On Thursday, the Toronto coach recalled how Bradley — making like Usain Bolt — ran down Justin Meram to make a saving tackle as the Crew forward prepared to take a shot in the 21st minute.
"I think maybe 15 seconds later the crowd is chanting 'Michael Bradley.' What a special moment for him to have that support," said Vanney.
"I know they know they have it in our stadium but when you get it like that, it's a reminder and a special thing. I don't know if he heard it or not because he's so immersed in the game. But for me, I heard it just on the periphery of what I was doing. I thought he needs something like that and it's a great thing for him.

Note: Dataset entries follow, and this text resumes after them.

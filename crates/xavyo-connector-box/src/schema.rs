//! Schema registry for the Box object classes.
//!
//! Each object class is described by an ordered list of
//! [`AttributeDefinition`]s. A definition carries a closed [`Binding`] that
//! tells the mapper how the attribute travels to and from the remote JSON,
//! so the mapper dispatches on data rather than on attribute names.
//!
//! Definitions are built lazily, once per [`SchemaRegistry`] instance.

use std::collections::{HashMap, HashSet};
use std::sync::OnceLock;

use tracing::debug;
use xavyo_connector::error::{ConnectorError, ConnectorResult};
use xavyo_connector::operation::{OperationOptions, ENABLE, NAME};
use xavyo_connector::schema::{
    AttributeDataType, AttributeInfo, ObjectClassInfo, Schema, ACCOUNT_OBJECT_CLASS,
    GROUP_OBJECT_CLASS,
};

use crate::classify::ResourceKind;
use crate::membership::MembershipRole;

/// Writable values of the user `role` attribute. Reads may return others
/// (`admin`, for instance).
pub const WRITABLE_USER_ROLES: &[&str] = &["coadmin", "user"];

/// Object classes exposed by the Box connector.
#[derive(Debug, Clone, Copy, PartialEq, Eq, Hash)]
pub enum BoxObjectClass {
    User,
    Group,
}

impl BoxObjectClass {
    /// Resolve an object class name supplied by the host.
    pub fn from_host(object_class: &str) -> ConnectorResult<Self> {
        match object_class {
            "user" | ACCOUNT_OBJECT_CLASS => Ok(BoxObjectClass::User),
            "group" | GROUP_OBJECT_CLASS => Ok(BoxObjectClass::Group),
            other => Err(ConnectorError::UnsupportedObjectClass {
                object_class: other.to_string(),
            }),
        }
    }

    /// Object class name reported back to the host.
    pub fn host_name(&self) -> &'static str {
        match self {
            BoxObjectClass::User => ACCOUNT_OBJECT_CLASS,
            BoxObjectClass::Group => GROUP_OBJECT_CLASS,
        }
    }

    /// API collection path segment.
    pub fn collection(&self) -> &'static str {
        match self {
            BoxObjectClass::User => "users",
            BoxObjectClass::Group => "groups",
        }
    }

    /// Remote field backing `__NAME__`.
    pub fn identity_field(&self) -> &'static str {
        match self {
            BoxObjectClass::User => "login",
            BoxObjectClass::Group => "name",
        }
    }

    pub fn resource_kind(&self) -> ResourceKind {
        match self {
            BoxObjectClass::User => ResourceKind::User,
            BoxObjectClass::Group => ResourceKind::Group,
        }
    }
}

/// When an attribute is returned.
#[derive(Debug, Clone, Copy, PartialEq, Eq, PartialOrd, Ord, Hash)]
pub enum Tier {
    /// Always returned.
    Minimal,
    /// Returned unless the caller opts out of default attributes.
    Standard,
    /// Returned only when requested by name.
    Full,
}

/// What a by-UID search does when the object does not exist.
#[derive(Debug, Clone, Copy, PartialEq, Eq)]
pub enum NotFoundPolicy {
    /// Complete the search with no results.
    EmptyResult,
    /// Fail with `UnknownUid`.
    UnknownIdentity,
}

/// How an attribute is carried in the remote representation.
#[derive(Debug, Clone, Copy, PartialEq, Eq)]
pub enum Binding {
    /// Top-level scalar or array field named by `native_name`.
    Field,
    /// The field backing `__NAME__`.
    Identity,
    /// Read-only field one object down, e.g. `enterprise.id`.
    Nested {
        parent: &'static str,
        child: &'static str,
    },
    /// `__ENABLE__` as `status` (`active` / `inactive`).
    Status,
    /// String field whose writable values are restricted.
    Enumerated { writable: &'static [&'static str] },
    /// `[{"type":"tracking_code","name":..,"value":..}]` as `"name: value"`.
    TrackingCodes,
    /// Ids of the groups a user belongs to.
    GroupMemberships,
    /// Ids of the users holding `role` in a group.
    GroupMembers { role: MembershipRole },
}

impl Binding {
    /// Whether reading or writing the attribute takes calls beyond the
    /// resource's own endpoint.
    pub fn is_association(&self) -> bool {
        matches!(
            self,
            Binding::GroupMemberships | Binding::GroupMembers { .. }
        )
    }
}

/// One attribute of an object class.
#[derive(Debug, Clone, PartialEq)]
pub struct AttributeDefinition {
    pub name: &'static str,
    pub native_name: &'static str,
    pub value_type: AttributeDataType,
    pub multi_valued: bool,
    pub required: bool,
    pub creatable: bool,
    pub updatable: bool,
    pub readable: bool,
    pub case_insensitive: bool,
    pub tier: Tier,
    pub binding: Binding,
}

impl AttributeDefinition {
    fn new(name: &'static str, value_type: AttributeDataType, tier: Tier) -> Self {
        Self {
            name,
            native_name: name,
            value_type,
            multi_valued: false,
            required: false,
            creatable: true,
            updatable: true,
            readable: true,
            case_insensitive: false,
            tier,
            binding: Binding::Field,
        }
    }

    fn string(name: &'static str, tier: Tier) -> Self {
        Self::new(name, AttributeDataType::String, tier)
    }

    fn long(name: &'static str, tier: Tier) -> Self {
        Self::new(name, AttributeDataType::Long, tier)
    }

    fn boolean(name: &'static str, tier: Tier) -> Self {
        Self::new(name, AttributeDataType::Boolean, tier)
    }

    fn date_time(name: &'static str, tier: Tier) -> Self {
        Self::new(name, AttributeDataType::DateTime, tier)
    }

    #[must_use]
    fn native(mut self, native_name: &'static str) -> Self {
        self.native_name = native_name;
        self
    }

    #[must_use]
    fn required(mut self) -> Self {
        self.required = true;
        self
    }

    #[must_use]
    fn multi_valued(mut self) -> Self {
        self.multi_valued = true;
        self
    }

    #[must_use]
    fn case_insensitive(mut self) -> Self {
        self.case_insensitive = true;
        self
    }

    #[must_use]
    fn read_only(mut self) -> Self {
        self.creatable = false;
        self.updatable = false;
        self
    }

    #[must_use]
    fn create_only(mut self) -> Self {
        self.updatable = false;
        self
    }

    #[must_use]
    fn update_only(mut self) -> Self {
        self.creatable = false;
        self.readable = false;
        self
    }

    #[must_use]
    fn bound(mut self, binding: Binding) -> Self {
        self.binding = binding;
        self
    }

    /// Whether the attribute is returned when the caller does not ask for it.
    pub fn returned_by_default(&self) -> bool {
        self.readable && self.tier <= Tier::Standard
    }

    /// The remote field that must be requested to read this attribute.
    pub fn fetch_field(&self) -> Option<&'static str> {
        if !self.readable {
            return None;
        }
        match self.binding {
            Binding::Nested { parent, .. } => Some(parent),
            Binding::GroupMemberships | Binding::GroupMembers { .. } => None,
            _ => Some(self.native_name),
        }
    }

    /// Host-facing description.
    pub fn to_info(&self) -> AttributeInfo {
        AttributeInfo {
            name: self.name.to_string(),
            native_name: self.native_name.to_string(),
            data_type: self.value_type,
            multi_valued: self.multi_valued,
            required: self.required,
            creatable: self.creatable,
            updatable: self.updatable,
            readable: self.readable,
            returned_by_default: self.returned_by_default(),
            case_insensitive: self.case_insensitive,
        }
    }
}

fn user_definitions() -> Vec<AttributeDefinition> {
    use AttributeDefinition as A;
    use Tier::{Full, Minimal, Standard};

    vec![
        A::string(NAME, Minimal)
            .native("login")
            .required()
            .case_insensitive()
            .bound(Binding::Identity),
        A::string("name", Minimal).required(),
        A::boolean(ENABLE, Standard)
            .native("status")
            .bound(Binding::Status),
        A::date_time("created_at", Standard).read_only(),
        A::date_time("modified_at", Standard).read_only(),
        A::string("language", Standard),
        A::string("timezone", Standard),
        A::string("job_title", Standard),
        A::string("phone", Standard),
        A::string("address", Standard),
        A::long("space_amount", Standard),
        A::long("space_used", Standard).read_only(),
        A::long("max_upload_size", Standard).read_only(),
        A::string("avatar_url", Standard).read_only(),
        A::string("role", Full).bound(Binding::Enumerated {
            writable: WRITABLE_USER_ROLES,
        }),
        A::string("external_app_user_id", Full).create_only(),
        A::boolean("is_sync_enabled", Full),
        A::boolean("can_see_managed_users", Full),
        A::boolean("is_exempt_from_device_limits", Full),
        A::boolean("is_exempt_from_login_verification", Full),
        A::boolean("is_external_collab_restricted", Full),
        A::boolean("is_platform_access_only", Full).read_only(),
        A::string("hostname", Full).read_only(),
        A::string("my_tags", Full).multi_valued().read_only(),
        A::string("tracking_codes", Full)
            .multi_valued()
            .bound(Binding::TrackingCodes),
        A::string("enterprise.id", Full)
            .read_only()
            .bound(Binding::Nested {
                parent: "enterprise",
                child: "id",
            }),
        A::string("enterprise.name", Full)
            .read_only()
            .bound(Binding::Nested {
                parent: "enterprise",
                child: "name",
            }),
        A::boolean("notify", Full).update_only(),
        A::boolean("is_password_reset_required", Full).update_only(),
        A::string("group_membership", Full)
            .multi_valued()
            .bound(Binding::GroupMemberships),
    ]
}

fn group_definitions() -> Vec<AttributeDefinition> {
    use AttributeDefinition as A;
    use Tier::{Full, Minimal, Standard};

    vec![
        A::string(NAME, Minimal)
            .native("name")
            .required()
            .case_insensitive()
            .bound(Binding::Identity),
        A::string("group_type", Minimal).read_only(),
        A::date_time("created_at", Standard).read_only(),
        A::date_time("modified_at", Standard).read_only(),
        A::string("description", Full),
        A::string("provenance", Full),
        A::string("external_sync_identifier", Full),
        A::string("invitability_level", Full),
        A::string("member_viewability_level", Full),
        A::string("member", Full)
            .multi_valued()
            .read_only()
            .bound(Binding::GroupMembers {
                role: MembershipRole::Member,
            }),
        A::string("admin", Full)
            .multi_valued()
            .read_only()
            .bound(Binding::GroupMembers {
                role: MembershipRole::Admin,
            }),
    ]
}

/// The attribute catalogue of one object class.
#[derive(Debug, Clone, PartialEq)]
pub struct ObjectClassSchema {
    class: BoxObjectClass,
    not_found: NotFoundPolicy,
    definitions: Vec<AttributeDefinition>,
    index: HashMap<&'static str, usize>,
}

impl ObjectClassSchema {
    fn build(class: BoxObjectClass) -> Self {
        let (definitions, not_found) = match class {
            BoxObjectClass::User => (user_definitions(), NotFoundPolicy::UnknownIdentity),
            BoxObjectClass::Group => (group_definitions(), NotFoundPolicy::EmptyResult),
        };
        let index = definitions
            .iter()
            .enumerate()
            .map(|(position, definition)| (definition.name, position))
            .collect();

        debug!(
            object_class = class.host_name(),
            attributes = definitions.len(),
            "Built object class schema"
        );

        Self {
            class,
            not_found,
            definitions,
            index,
        }
    }

    pub fn class(&self) -> BoxObjectClass {
        self.class
    }

    pub fn not_found_policy(&self) -> NotFoundPolicy {
        self.not_found
    }

    /// Definitions in declaration order.
    pub fn definitions(&self) -> &[AttributeDefinition] {
        &self.definitions
    }

    pub fn definition(&self, name: &str) -> Option<&AttributeDefinition> {
        self.index.get(name).map(|&position| &self.definitions[position])
    }

    pub fn to_info(&self) -> ObjectClassInfo {
        self.definitions
            .iter()
            .fold(ObjectClassInfo::new(self.class.host_name()), |info, definition| {
                info.with_attribute(definition.to_info())
            })
    }
}

/// Lazily built schemas, owned by one connector instance.
#[derive(Debug, Default)]
pub struct SchemaRegistry {
    user: OnceLock<ObjectClassSchema>,
    group: OnceLock<ObjectClassSchema>,
}

impl SchemaRegistry {
    pub fn new() -> Self {
        Self::default()
    }

    pub fn schema_for(&self, class: BoxObjectClass) -> &ObjectClassSchema {
        match class {
            BoxObjectClass::User => self.user.get_or_init(|| ObjectClassSchema::build(class)),
            BoxObjectClass::Group => self.group.get_or_init(|| ObjectClassSchema::build(class)),
        }
    }

    /// The schema advertised to the host.
    pub fn schema(&self) -> Schema {
        Schema::new()
            .with_object_class(self.schema_for(BoxObjectClass::User).to_info())
            .with_object_class(self.schema_for(BoxObjectClass::Group).to_info())
    }
}

/// The attributes one read or search returns.
///
/// Minimal attributes are always present; standard ones unless the caller
/// opts out of default attributes; anything readable the caller names is
/// added on top.
#[derive(Debug, Clone)]
pub struct Projection<'s> {
    schema: &'s ObjectClassSchema,
    selected: HashSet<&'static str>,
}

impl<'s> Projection<'s> {
    pub fn from_options(schema: &'s ObjectClassSchema, options: &OperationOptions) -> Self {
        let mut selected: HashSet<&'static str> = schema
            .definitions()
            .iter()
            .filter(|d| {
                d.readable
                    && (d.tier == Tier::Minimal
                        || (options.return_default_attributes && d.tier == Tier::Standard))
            })
            .map(|d| d.name)
            .collect();

        for requested in options.attributes_to_get.iter().flatten() {
            match schema.definition(requested) {
                Some(definition) if definition.readable => {
                    selected.insert(definition.name);
                }
                Some(_) => debug!(attribute = %requested, "Ignoring request for write-only attribute"),
                None => debug!(attribute = %requested, "Ignoring request for unknown attribute"),
            }
        }

        Self { schema, selected }
    }

    pub fn includes(&self, name: &str) -> bool {
        self.selected.contains(name)
    }

    /// Selected definitions in declaration order.
    pub fn definitions(&self) -> impl Iterator<Item = &'s AttributeDefinition> + '_ {
        self.schema
            .definitions()
            .iter()
            .filter(|d| self.selected.contains(d.name))
    }

    /// Whether any selected attribute needs a membership lookup.
    pub fn needs_memberships(&self) -> bool {
        self.definitions().any(|d| d.binding.is_association())
    }

    /// Value of the `fields` query parameter: the selected native fields, in
    /// declaration order, without duplicates.
    pub fn fields_param(&self) -> String {
        let mut seen = HashSet::new();
        self.definitions()
            .filter_map(AttributeDefinition::fetch_field)
            .filter(|field| seen.insert(*field))
            .collect::<Vec<_>>()
            .join(",")
    }
}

"And Jozy (the) same by getting the goal. Whenever he puts those moments in, where he's just bigger than everybody, I think everybody appreciates that. And those guys, they're loved up here regardless. And I think honestly they're loved down there (in the U.S.), they're just scapegoats right now in the moment.
"I think they appreciate that and they know that they have this city and the fans behind them."
Altidore carved himself into local lore by shrugging off his rolled ankle — which had required treatment on and off the field — to complete a delicious give-and-go with Victor Vazquez for the decisive 60th-minute goal.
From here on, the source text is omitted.